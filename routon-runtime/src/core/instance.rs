#[derive(Clone, Debug, PartialEq, Eq)]
pub struct Instance {
    /// Instance unique identifier.
    id: uuid::Uuid,
    /// Machine model.
    model: String,
    /// Machine version.
    version: (u8, u8, u8),
}

impl Instance {
    /// Construct new instance.
    pub fn new(id: uuid::Uuid, model: impl ToString, version: (u8, u8, u8)) -> Self {
        Self {
            id,
            model: model.to_string(),
            version,
        }
    }

    /// Retrieve the instance unique identifier.
    #[inline]
    pub fn id(&self) -> &uuid::Uuid {
        &self.id
    }

    /// Retrieve the machine model.
    #[inline]
    pub fn model(&self) -> &str {
        &self.model
    }

    /// Retrieve the instance version.
    #[inline]
    pub fn version(&self) -> (u8, u8, u8) {
        self.version
    }
}

impl std::fmt::Display for Instance {
    fn fmt(&self, f: &mut std::fmt::Formatter<'_>) -> std::fmt::Result {
        write!(
            f,
            "Instance ID: {}; Model: {}; Version: {}.{}.{}",
            self.id, self.model, self.version.0, self.version.1, self.version.2
        )
    }
}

▬▬▬▬▬▬▬▬▬▬

**TASK INSTRUCTIONS**. In the listing above, start at the line with "Construct new instance.", go on through the line with "impl std::fmt::Display for", and copy each of those lines exactly; leave out all the rest.

**TASK RESPONSE**.
    /// Construct new instance.
    pub fn new(id: uuid::Uuid, model: impl ToString, version: (u8, u8, u8)) -> Self {
        Self {
            id,
            model: model.to_string(),
            version,
        }
    }

    /// Retrieve the instance unique identifier.
    #[inline]
    pub fn id(&self) -> &uuid::Uuid {
        &self.id
    }

    /// Retrieve the machine model.
    #[inline]
    pub fn model(&self) -> &str {
        &self.model
    }

    /// Retrieve the instance version.
    #[inline]
    pub fn version(&self) -> (u8, u8, u8) {
        self.version
    }
}

impl std::fmt::Display for Instance {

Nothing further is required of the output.